Jon Brock, a cognitive scientist with 18 years research experience on neurodevelopmental conditions, including autism, has posted a Medium post summarizing new critiques of the research emerging online. (For example, from Professor Thomas Lumley, a statistical researcher who has concluded that the study's analysis 'is wrong,' and 'arguably due in part to a poor GUI design.')
Soon after publication, scientists began expressing concerns about the paper on social media. These were echoed in a blogpost by drug discovery chemist Derek Lowe and then in a series of comments on the PubPeer website. Looking more closely at the data, the results are a whole lot less compelling than the media coverage, the press releases, and even the paper itself suggest...

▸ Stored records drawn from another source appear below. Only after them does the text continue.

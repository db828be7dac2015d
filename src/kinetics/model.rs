//! Chemostat mass balances and the single-step update.

use super::monod::specific_growth_rate;
use crate::config::{require_positive, ChemostatConfig, ConfigError};
use crate::state::SimulationState;

/// Kinetic and operating parameters for one run
///
/// Copied from the control panel at reset time and held fixed until the next
/// reset. All fields are strictly positive; construction enforces it so the
/// step function never divides by a zero yield.
#[derive(Debug, Clone, Copy, PartialEq)]
pub struct ModelParameters {
    max_growth_rate_per_h: f64,
    half_saturation_g_per_L: f64,
    yield_coefficient: f64,
    dilution_rate_per_h: f64,
    feed_substrate_g_per_L: f64,
}

impl ModelParameters {
    pub fn new(
        max_growth_rate_per_h: f64,
        half_saturation_g_per_L: f64,
        yield_coefficient: f64,
        dilution_rate_per_h: f64,
        feed_substrate_g_per_L: f64,
    ) -> Result<Self, ConfigError> {
        require_positive("max_growth_rate", max_growth_rate_per_h)?;
        require_positive("half_saturation", half_saturation_g_per_L)?;
        require_positive("yield_coefficient", yield_coefficient)?;
        require_positive("dilution_rate", dilution_rate_per_h)?;
        require_positive("feed_substrate", feed_substrate_g_per_L)?;

        Ok(Self {
            max_growth_rate_per_h,
            half_saturation_g_per_L,
            yield_coefficient,
            dilution_rate_per_h,
            feed_substrate_g_per_L,
        })
    }

    /// Parameters at the slider starting positions, defaults clamped into range
    pub fn from_config(config: &ChemostatConfig) -> Result<Self, ConfigError> {
        Self::new(
            config.controls.max_growth_rate.clamped_default(),
            config.kinetics.half_saturation_g_per_L,
            config.kinetics.yield_coefficient,
            config.controls.dilution_rate.clamped_default(),
            config.controls.feed_substrate.clamped_default(),
        )
    }

    pub fn max_growth_rate_per_h(&self) -> f64 {
        self.max_growth_rate_per_h
    }

    pub fn half_saturation_g_per_L(&self) -> f64 {
        self.half_saturation_g_per_L
    }

    pub fn yield_coefficient(&self) -> f64 {
        self.yield_coefficient
    }

    pub fn dilution_rate_per_h(&self) -> f64 {
        self.dilution_rate_per_h
    }

    pub fn feed_substrate_g_per_L(&self) -> f64 {
        self.feed_substrate_g_per_L
    }

    /// μ(S) for these parameters
    pub fn growth_rate(&self, substrate_g_per_L: f64) -> f64 {
        specific_growth_rate(substrate_g_per_L, self.max_growth_rate_per_h, self.half_saturation_g_per_L)
    }
}

/// Time derivatives (dX/dt, dS/dt) in g/L/h
pub fn derivatives(state: &SimulationState, params: &ModelParameters) -> (f64, f64) {
    let x = state.biomass_g_per_L;
    let s = state.substrate_g_per_L;
    let mu = params.growth_rate(s);
    let d = params.dilution_rate_per_h;

    let dx_dt = (mu - d) * x;
    let ds_dt = d * (params.feed_substrate_g_per_L - s) - mu * x / params.yield_coefficient;

    (dx_dt, ds_dt)
}

/// Advance the state by one forward Euler step of `dt_h` hours.
///
/// Both concentrations are clamped at zero after the update; a large dt can
/// overshoot below zero, which the clamp hides rather than corrects.
pub fn step(state: &SimulationState, params: &ModelParameters, dt_h: f64) -> SimulationState {
    let (dx_dt, ds_dt) = derivatives(state, params);

    SimulationState {
        biomass_g_per_L: (state.biomass_g_per_L + dx_dt * dt_h).max(0.0),
        substrate_g_per_L: (state.substrate_g_per_L + ds_dt * dt_h).max(0.0),
    }
}

#[cfg(test)]
mod tests {
    use super::*;

    fn reference_params() -> ModelParameters {
        ModelParameters::new(0.4, 0.5, 0.5, 0.2, 30.0).unwrap()
    }

    #[test]
    fn test_from_config_clamps_defaults() {
        let mut config = ChemostatConfig::default();
        config.controls.dilution_rate.default = 0.0;
        config.controls.feed_substrate.default = 80.0;

        let params = ModelParameters::from_config(&config).unwrap();
        assert_eq!(params.dilution_rate_per_h(), 0.05);
        assert_eq!(params.feed_substrate_g_per_L(), 50.0);
    }

    #[test]
    fn test_single_step_reference_values() {
        let state = SimulationState::new(0.1, 20.0);
        let next = step(&state, &reference_params(), 0.03);

        assert!(
            (next.biomass_g_per_L - 0.100571).abs() < 1e-5,
            "biomass after one step: {}",
            next.biomass_g_per_L
        );
        assert!(
            (next.substrate_g_per_L - 20.057659).abs() < 1e-5,
            "substrate after one step: {}",
            next.substrate_g_per_L
        );
    }

    #[test]
    fn test_clamp_on_overshoot() {
        // D > μ and consumption > feed: both raw updates land below zero
        let params = ModelParameters::new(0.8, 0.5, 0.5, 0.6, 10.0).unwrap();
        let state = SimulationState::new(50.0, 0.1);
        let next = step(&state, &params, 100.0);

        assert_eq!(next.biomass_g_per_L, 0.0);
        assert_eq!(next.substrate_g_per_L, 0.0);
    }

    #[test]
    fn test_zero_yield_rejected() {
        assert!(ModelParameters::new(0.4, 0.5, 0.0, 0.2, 30.0).is_err());
        assert!(ModelParameters::new(0.4, 0.5, -0.5, 0.2, 30.0).is_err());
    }

    #[test]
    fn test_step_is_pure() {
        let state = SimulationState::new(0.3, 12.0);
        let params = reference_params();
        assert_eq!(step(&state, &params, 0.03), step(&state, &params, 0.03));
    }

    #[test]
    fn test_sterile_reactor_only_dilutes() {
        let state = SimulationState::new(0.0, 20.0);
        let (dx, ds) = derivatives(&state, &reference_params());
        assert_eq!(dx, 0.0);
        assert!((ds - 2.0).abs() < 1e-12);
    }
}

The differences between mice with autistic and non-autistic donors are subtle if they exist at all. And there are reasons to be skeptical about even these small effects. Mice are not tiny humans with tails. Autism is defined in terms of human behaviour. And so the claim that mice showed 'autism-like' behaviour relies on an assumption that the mouse behaviours under investigation are in some sense equivalent to the behaviours that define autism in humans...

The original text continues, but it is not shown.